But job offers to second-year MBA students at the Wharton School in Philadelphia are running slightly ahead of last year’s pace, said James J. Beirne, director of career development and placement. Through April 3, the school’s graduating class of 770 students had received about 350 offers, compared to 320 offers at the same time last year, he said. “Traditionally we have 85% of the class reporting offers by graduation, and I’d be surprised if that isn’t true this year.”

A Lot of Depression

Consulting firms are taking up much of the slack in recruiting from investment banks, he said, with 15% to 20% of this year’s graduating class going into consulting, compared to 12% last year.

“A lot of the financial people that would have had jobs by January are scrambling around looking for consulting jobs,” said David L. Fellows, a second-year MBA student at UCLA and vice president of the business school’s consulting career club.
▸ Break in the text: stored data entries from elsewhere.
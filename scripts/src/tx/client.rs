use std::{env, fmt};

use alloy::{
    network::{Ethereum, EthereumWallet},
    primitives::Address,
    providers::{
        fillers::{ChainIdFiller, FillProvider, GasFiller, JoinFill, NonceFiller, WalletFiller},
        Identity, Provider, ProviderBuilder, ReqwestProvider,
    },
    signers::local::PrivateKeySigner,
};
use reqwest::{Client, Url};
use tracing::info;

use crate::{
    constants::{DEFAULT_LOCAL_PRIVATE_KEY, DEFAULT_RPC, PRIVATE_KEY_ENV, RPC_URL_ENV},
    errors::ScriptError,
};

/// Re-export from alloy recommend filter
type RecommendFiller =
    JoinFill<JoinFill<JoinFill<Identity, GasFiller>, NonceFiller>, ChainIdFiller>;

/// An alloy provider that uses a `PrivateKeySigner` wallet to generate signatures
/// & interfaces with the RPC endpoint over HTTP
pub type RpcProvider = FillProvider<
    JoinFill<RecommendFiller, WalletFiller<EthereumWallet>>,
    ReqwestProvider,
    alloy::transports::http::Http<Client>,
    Ethereum,
>;

/// Where to connect, and who signs
#[derive(Clone)]
pub struct ClientConfig {
    /// The RPC endpoint
    pub rpc_url: Url,
    /// The deployer signer
    pub signer: PrivateKeySigner,
}

impl ClientConfig {
    /// Resolve the config from the CLI values, falling back to the environment
    /// and then to the local node defaults
    pub fn resolve(
        priv_key: Option<String>,
        rpc_url: Option<String>,
    ) -> Result<ClientConfig, ScriptError> {
        ClientConfig::resolve_with(priv_key, rpc_url, |key| env::var(key).ok())
    }

    /// Resolve the config, reading the environment through `env_lookup`
    fn resolve_with(
        priv_key: Option<String>,
        rpc_url: Option<String>,
        env_lookup: impl Fn(&str) -> Option<String>,
    ) -> Result<ClientConfig, ScriptError> {
        let priv_key = priv_key.or_else(|| non_empty(env_lookup(PRIVATE_KEY_ENV)));
        let rpc_url = rpc_url.or_else(|| non_empty(env_lookup(RPC_URL_ENV)));

        ClientConfig::from_parts(priv_key.as_deref(), rpc_url.as_deref())
    }

    /// Build the config from already resolved values
    pub fn from_parts(
        priv_key: Option<&str>,
        rpc_url: Option<&str>,
    ) -> Result<ClientConfig, ScriptError> {
        // Accepts keys with or without the 0x prefix
        let signer = priv_key
            .unwrap_or(DEFAULT_LOCAL_PRIVATE_KEY)
            .trim()
            .parse::<PrivateKeySigner>()
            .map_err(|e| ScriptError::ClientInitialization(format!("invalid private key: {e}")))?;

        let rpc_url = rpc_url
            .unwrap_or(DEFAULT_RPC)
            .parse::<Url>()
            .map_err(|e| ScriptError::ClientInitialization(format!("invalid rpc url: {e}")))?;

        Ok(ClientConfig { rpc_url, signer })
    }

    /// Addresses of the loaded signers, in named account index order
    pub fn signer_addresses(&self) -> Vec<Address> {
        vec![self.signer.address()]
    }
}

impl fmt::Debug for ClientConfig {
    /// Never prints the private key
    fn fmt(&self, f: &mut fmt::Formatter<'_>) -> fmt::Result {
        f.debug_struct("ClientConfig")
            .field("rpc_url", &self.rpc_url.as_str())
            .field("signer", &self.signer.address())
            .finish()
    }
}

/// Treat an empty env value as unset
fn non_empty(value: Option<String>) -> Option<String> {
    value.filter(|value| !value.trim().is_empty())
}

/// Build our RPC client, with the deployer signer attached
pub async fn create_rpc_provider(config: &ClientConfig) -> Result<RpcProvider, ScriptError> {
    let wallet = EthereumWallet::from(config.signer.clone());

    // Create our provider with the rpc client + signer
    let provider = ProviderBuilder::new()
        .with_recommended_fillers()
        .wallet(wallet)
        .on_http(config.rpc_url.clone());

    // Fetch chain id, also ensuring the node is reachable
    let chain_id = provider
        .get_chain_id()
        .await
        .map_err(|e| ScriptError::ClientInitialization(e.to_string()))?;

    info!("Build client on chain ID: {}", chain_id);

    Ok(provider)
}
//! Scripts for deploying the MerkleTreeNFT contract.

#![deny(clippy::missing_docs_in_private_items)]

pub mod cli;
pub mod commands;
pub mod constants;
pub mod errors;
pub mod utils;

/// Our deploy scripts and their runtime environment
pub mod deploy;

pub mod tx;
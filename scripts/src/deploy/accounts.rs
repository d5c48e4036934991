//! Named accounts, mapping human readable names to deployer addresses

use std::collections::BTreeMap;

use alloy::primitives::Address;

use crate::{constants::DEPLOYER_ACCOUNT, errors::ScriptError};

/// How a named account is resolved
#[derive(Debug, Clone, Copy, PartialEq, Eq)]
pub enum AccountSpec {
    /// Index in the list of loaded signers
    Index(usize),
    /// A fixed address
    Address(Address),
}

/// The named accounts configuration
#[derive(Debug, Clone, PartialEq, Eq)]
pub struct NamedAccounts {
    accounts: BTreeMap<String, AccountSpec>,
}

impl Default for NamedAccounts {
    /// `deployer` is the first loaded signer
    fn default() -> Self {
        NamedAccounts::empty().with(DEPLOYER_ACCOUNT, AccountSpec::Index(0))
    }
}

impl NamedAccounts {
    /// No named accounts at all
    pub fn empty() -> Self {
        NamedAccounts {
            accounts: BTreeMap::new(),
        }
    }

    /// Register (or replace) a named account
    pub fn with(mut self, name: &str, spec: AccountSpec) -> Self {
        self.accounts.insert(name.to_string(), spec);
        self
    }

    /// Resolve the account `name` against the loaded signers
    pub fn resolve(&self, name: &str, signers: &[Address]) -> Result<Address, ScriptError> {
        match self.accounts.get(name) {
            Some(AccountSpec::Address(address)) => Ok(*address),
            Some(AccountSpec::Index(index)) => signers.get(*index).copied().ok_or_else(|| {
                ScriptError::UnknownNamedAccount(format!(
                    "{name} maps to signer #{index}, but only {} signer(s) are loaded",
                    signers.len()
                ))
            }),
            None => Err(ScriptError::UnknownNamedAccount(name.to_string())),
        }
    }

    /// Names of every configured account
    pub fn names(&self) -> impl Iterator<Item = &str> {
        self.accounts.keys().map(String::as_str)
    }
}
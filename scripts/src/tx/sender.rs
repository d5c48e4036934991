use alloy::{
    network::TransactionBuilder,
    primitives::{Address, Bytes, U256},
    providers::Provider,
    rpc::types::eth::{TransactionReceipt, TransactionRequest},
};
use tracing::{debug, info};

use crate::{errors::ScriptError, tx::client::RpcProvider};

/// Send a contract creation transaction and wait for its receipt.
///
/// When `log_as` holds the contract name, the pending transaction is logged.
/// When `auto_mine` is set, a block is mined right after sending, which only
/// has an effect on local nodes.
pub async fn send_deploy_transaction(
    client: &RpcProvider,
    from: Address,
    init_code: Bytes,
    log_as: Option<&str>,
    auto_mine: bool,
) -> Result<TransactionReceipt, ScriptError> {
    // Build the tx, gas / nonce / chain id are filled by the provider
    let tx_request = TransactionRequest::default()
        .with_from(from)
        .with_deploy_code(init_code)
        .with_value(U256::from(0));

    // Send it
    let pending_tx = client
        .send_transaction(tx_request)
        .await
        .map_err(|e| ScriptError::ContractDeployment(e.to_string()))?;
    match log_as {
        Some(name) => info!("deploying \"{}\" (tx: {})...", name, pending_tx.tx_hash()),
        None => debug!("Pending deploy transaction... {}", pending_tx.tx_hash()),
    }

    if auto_mine {
        mine_block(client).await;
    }

    // Wait for the transaction to be included.
    let receipt = pending_tx
        .get_receipt()
        .await
        .map_err(|e| ScriptError::ContractDeployment(e.to_string()))?;
    debug!("Deploy tx done on block: {:?}", receipt.block_number);

    Ok(receipt)
}

/// Ask the node to mine a block. Live networks reject `evm_mine`, which is ignored
pub async fn mine_block(client: &RpcProvider) {
    match client
        .raw_request::<_, String>("evm_mine".into(), ())
        .await
    {
        Ok(_) => debug!("Mined a block"),
        Err(e) => debug!("evm_mine not supported by the node, skipping: {}", e),
    }
}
“There were some students that were totally dedicated to the investment banking field and put a lot of energy into it, and when it became clear that the field was closing down, there was a lot of depression,” said Glen Payne, USC’s director of MBA career services.

The average salary offer at Wharton is up only fractionally, to $51,000 from $50,600 last year, Beirne said. Investment banks in particular had been raising their offers by 10% a year during the bull market, but such offers are only 1% or 2% higher this year, he said.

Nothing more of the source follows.